It is not hard to show that $\angle B'PC'=90^{\circ}-\tfrac{1}{2}\angle A$ , $\angle PB'C'=90^{\circ}-\tfrac{1}{2}\angle B$ , and $\angle PC'B'=90^{\circ}-\tfrac{1}{2}\angle C$ . Since $\angle BPC=\angle BIC$ , it must be that $I$ lies on the interior of segment $B'C'$ . Because of this, it is also not hard to see that $X$ , $Y$ , and $P$ all lie on the same side of segment $AI$ .

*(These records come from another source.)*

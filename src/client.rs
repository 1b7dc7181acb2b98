//! Pivnet API client.
//!
//! Low-level HTTP client that handles authentication and raw requests.
//! Higher-level operations are implemented via traits on entity types.

use std::env;
use std::sync::Arc;
use std::time::Duration;

use reqwest::header::{HeaderValue, AUTHORIZATION};
use reqwest::{Client, Method, Response, StatusCode};
use serde::Serialize;
use url::Url;

use crate::error::{PivnetError, Result};

/// Default Pivnet host.
pub const DEFAULT_HOST: &str = "https://network.pivotal.io";

const API_PREFIX: &str = "/api/v2/";
const USER_AGENT: &str = concat!("pivnet-rs/", env!("CARGO_PKG_VERSION"));

/// Connection settings for [`PivnetClient`].
#[derive(Clone, PartialEq, Eq)]
pub struct ClientConfig {
    /// Scheme and host of the API, without the `/api/v2` prefix.
    pub host: String,
    /// API token sent as `Authorization: Token <token>`.
    pub token: String,
    /// Value of the `User-Agent` header.
    pub user_agent: String,
    /// Accept invalid TLS certificates.
    pub skip_ssl_validation: bool,
}

impl ClientConfig {
    /// Config for the default host with the given token.
    pub fn new(token: impl Into<String>) -> Self {
        Self {
            host: DEFAULT_HOST.to_string(),
            token: token.into(),
            user_agent: USER_AGENT.to_string(),
            skip_ssl_validation: false,
        }
    }

    /// Override the API host.
    #[must_use]
    pub fn with_host(mut self, host: impl Into<String>) -> Self {
        self.host = host.into();
        self
    }

    /// Override the `User-Agent` header.
    #[must_use]
    pub fn with_user_agent(mut self, user_agent: impl Into<String>) -> Self {
        self.user_agent = user_agent.into();
        self
    }

    /// Toggle TLS certificate validation.
    #[must_use]
    pub fn with_skip_ssl_validation(mut self, skip: bool) -> Self {
        self.skip_ssl_validation = skip;
        self
    }
}

impl std::fmt::Debug for ClientConfig {
    fn fmt(&self, f: &mut std::fmt::Formatter<'_>) -> std::fmt::Result {
        f.debug_struct("ClientConfig")
            .field("host", &self.host)
            .field("user_agent", &self.user_agent)
            .field("skip_ssl_validation", &self.skip_ssl_validation)
            .finish_non_exhaustive()
    }
}

/// Low-level Pivnet API client.
///
/// Handles authentication and HTTP requests. Entity-specific operations
/// are implemented via the `Get`, `List`, `Create`, `Update` and `Delete`
/// traits on model types.
///
/// This struct is cheaply cloneable; clones reference the same underlying
/// connection pool.
///
/// # Example
///
/// ```no_run
/// use pivnet::{ClientConfig, PivnetClient};
///
/// # fn example() -> pivnet::Result<()> {
/// // Create from environment variables
/// let client = PivnetClient::from_env()?;
///
/// // Or configure manually
/// let client = PivnetClient::new(
///     ClientConfig::new("your-api-token").with_host("https://network.pivotal.io"),
/// )?;
/// # Ok(())
/// # }
/// ```
#[derive(Clone)]
pub struct PivnetClient {
    http: Client,
    base_url: Arc<Url>,
    token: Arc<str>,
}

impl std::fmt::Debug for PivnetClient {
    fn fmt(&self, f: &mut std::fmt::Formatter<'_>) -> std::fmt::Result {
        f.debug_struct("PivnetClient")
            .field("base_url", &self.base_url.as_str())
            .finish_non_exhaustive()
    }
}

impl PivnetClient {
    /// Create a client from environment variables.
    ///
    /// Uses `PIVNET_API_TOKEN` for authentication and optionally
    /// `PIVNET_ENDPOINT` for the host (defaults to `https://network.pivotal.io`).
    ///
    /// # Errors
    ///
    /// Returns an error if `PIVNET_API_TOKEN` is not set.
    pub fn from_env() -> Result<Self> {
        let token = env::var("PIVNET_API_TOKEN").map_err(|_| {
            PivnetError::ConfigMissing("PIVNET_API_TOKEN environment variable not set".to_string())
        })?;

        let host = env::var("PIVNET_ENDPOINT").unwrap_or_else(|_| DEFAULT_HOST.to_string());

        Self::new(ClientConfig::new(token).with_host(host))
    }

    /// Create a new client from the provided configuration.
    ///
    /// # Errors
    ///
    /// Returns an error if the host is not a valid URL or the HTTP client
    /// cannot be built.
    pub fn new(config: ClientConfig) -> Result<Self> {
        let base_url = Url::parse(&format!(
            "{}{}",
            config.host.trim_end_matches('/'),
            API_PREFIX
        ))?;

        let http = Client::builder()
            .user_agent(config.user_agent.as_str())
            .brotli(true)
            .gzip(true)
            .deflate(true)
            .danger_accept_invalid_certs(config.skip_ssl_validation)
            .timeout(Duration::from_secs(300))
            .build()
            .map_err(PivnetError::HttpError)?;

        Ok(Self {
            http,
            base_url: Arc::new(base_url),
            token: Arc::from(config.token),
        })
    }

    /// Get the base URL, including the `/api/v2/` prefix.
    pub fn base_url(&self) -> &Url {
        &self.base_url
    }

    /// Make a request and check the response status.
    ///
    /// `path` is relative to the API prefix (e.g. `products/my-product`).
    /// The response is returned only if its status equals `expected`;
    /// any other status is converted to a [`PivnetError`].
    #[tracing::instrument(skip(self, body))]
    pub async fn request<B: Serialize + ?Sized>(
        &self,
        method: Method,
        path: &str,
        expected: StatusCode,
        body: Option<&B>,
    ) -> Result<Response> {
        let url = self.base_url.join(path)?;
        tracing::debug!(%method, %url, "making request");

        let auth = HeaderValue::from_str(&format!("Token {}", self.token)).map_err(|_| {
            PivnetError::ConfigMissing("API token contains invalid header characters".to_string())
        })?;

        let mut builder = self.http.request(method, url).header(AUTHORIZATION, auth);
        if let Some(body) = body {
            builder = builder.json(body);
        }

        let response = builder.send().await.map_err(PivnetError::HttpError)?;
        tracing::debug!(status = response.status().as_u16(), "received response");

        Self::check_response(response, expected).await
    }

    /// Make a GET request expecting `200 OK`.
    pub async fn get(&self, path: &str) -> Result<Response> {
        self.request::<()>(Method::GET, path, StatusCode::OK, None)
            .await
    }

    /// Make a POST request with JSON body.
    pub async fn post<B: Serialize + ?Sized>(
        &self,
        path: &str,
        expected: StatusCode,
        body: &B,
    ) -> Result<Response> {
        self.request(Method::POST, path, expected, Some(body)).await
    }

    /// Make a POST request without a body.
    pub async fn post_empty(&self, path: &str, expected: StatusCode) -> Result<Response> {
        self.request::<()>(Method::POST, path, expected, None).await
    }

    /// Make a PATCH request with JSON body.
    pub async fn patch<B: Serialize + ?Sized>(
        &self,
        path: &str,
        expected: StatusCode,
        body: &B,
    ) -> Result<Response> {
        self.request(Method::PATCH, path, expected, Some(body)).await
    }

    /// Make a DELETE request.
    pub async fn delete(&self, path: &str, expected: StatusCode) -> Result<Response> {
        self.request::<()>(Method::DELETE, path, expected, None)
            .await
    }

    /// Check response status and convert errors.
    async fn check_response(response: Response, expected: StatusCode) -> Result<Response> {
        let status = response.status();

        if status == expected {
            return Ok(response);
        }

        // Handle rate limiting
        if status == StatusCode::TOO_MANY_REQUESTS {
            let retry_after = response
                .headers()
                .get("retry-after")
                .and_then(|v| v.to_str().ok())
                .and_then(|v| v.parse().ok());
            return Err(PivnetError::RateLimited {
                retry_after_secs: retry_after,
            });
        }

        let (message, errors) = Self::extract_error_message(response, status).await;
        Err(match status {
            StatusCode::UNAUTHORIZED => PivnetError::Unauthorized { message },
            StatusCode::NOT_FOUND => PivnetError::NotFound { message },
            StatusCode::UNAVAILABLE_FOR_LEGAL_REASONS => {
                PivnetError::UnavailableForLegalReasons { message }
            }
            _ => PivnetError::ApiError {
                message,
                status_code: status.as_u16(),
                errors,
            },
        })
    }

    /// Extract error message and detail list from a failed response.
    async fn extract_error_message(
        response: Response,
        status: StatusCode,
    ) -> (String, Vec<String>) {
        let body = match response.text().await {
            Ok(b) => b,
            Err(_) => return (format!("HTTP {status}"), Vec::new()),
        };

        parse_error_body(&body, status)
    }
}

/// Pull `message` (or `error`) and `errors` out of an error body.
///
/// Falls back to the raw body, then to `HTTP <status>`, for the message.
fn parse_error_body(body: &str, status: StatusCode) -> (String, Vec<String>) {
    let json = serde_json::from_str::<serde_json::Value>(body).ok();

    let errors = json
        .as_ref()
        .and_then(|json| json.get("errors"))
        .and_then(|e| e.as_array())
        .map(|items| {
            items
                .iter()
                .filter_map(|i| i.as_str().map(str::to_string))
                .collect()
        })
        .unwrap_or_default();

    let message = json
        .as_ref()
        .and_then(|json| {
            ["message", "error"]
                .iter()
                .find_map(|key| json.get(*key).and_then(|m| m.as_str()))
        })
        .map(str::to_string);

    let message = match message {
        Some(msg) => msg,
        None if body.trim().is_empty() => format!("HTTP {status}"),
        None => body.to_string(),
    };

    (message, errors)
}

$[asy] import geometry; size(10cm); pair A = dir(110); pair B = dir(200); pair C = dir(340); pair I = incenter(A, B, C); pair D = foot(I, B, C); pair Ep=B+C-D; pair J=I+Ep-D; pair P=isogonalconjugate(triangle(A,B,C),J); pair Bp=intersectionpoint(line(B,P),line(A,I)); pair Cp=intersectionpoint(line(C,P),line(A,I)); pair X=intersectionpoint(line(Bp,B+Bp-A), line(B,I)); pair Y=intersectionpoint(line(Cp,C+Cp-A), line(C,I)); pair O=intersectionpoint(line(Cp,Y), line(Bp,X)); point[] Ap=intersectionpoints(circle(Bp,O,Cp),line(O,I)); pair Ap=Ap[1]; pair Op=circumcenter(Ap,Bp,Cp); pair M_a=2*Op-O; point[] N_c=intersectionpoints(circle(Bp,O,Cp),line(P,Cp)); pair N_c=N_c[0]; point[] N_b=intersectionpoints(circle(Bp,O,Cp),line(P,Bp)); pair N_b=N_b[0]; draw(A--B--C--cycle, black); draw(B--Bp,black); draw(C--P,black); draw(A--Cp,black); draw(B--I,black); draw(C--Y,black); draw(Bp--X); draw(Cp--Y); draw(P--Bp--Cp--cycle, black); dot("$A$", A, dir(A)); dot("$B$", B, dir(B)); dot("$C$", C, dir(C)); dot("$I$", I, dir(50)); dot("$P$", P, dir(140)); dot("$B'$", Bp, dir(40)); dot("$C'$", Cp, dir(290)); dot("$X$", X, dir(310)); dot("$Y$", Y, dir(110)); [/asy]$
Now notice that $\triangle B'IX\sim\triangle AIB$ and $\triangle C'IY\sim \triangle AIC$ . We will now focus on the acute reference triangle $PB'C'$ . Let $O$ be the circumcenter of $PB'C'$ . Let $X'$ be the second intersection of line $B'O$ with the circumcircle of triangle $POC'$ and let $Y'$ be the second intersection of line $C'O$ with the circumcircle of triangle $POB'$ . It is easy to show that $\triangle PX'C'\sim$ $\triangle PB'Y'\sim$ $\triangle ABC$ . Now notice that $\triangle B'C'X'\sim$ $\triangle AIB\sim$ $\triangle B'IX$ . Thus $X$ is the point on segment $B'X'$ with $IX\parallel C'X'$ . Similarly, $Y$ is the point along segment $C'Y'$ with $IY\parallel B'Y'$ .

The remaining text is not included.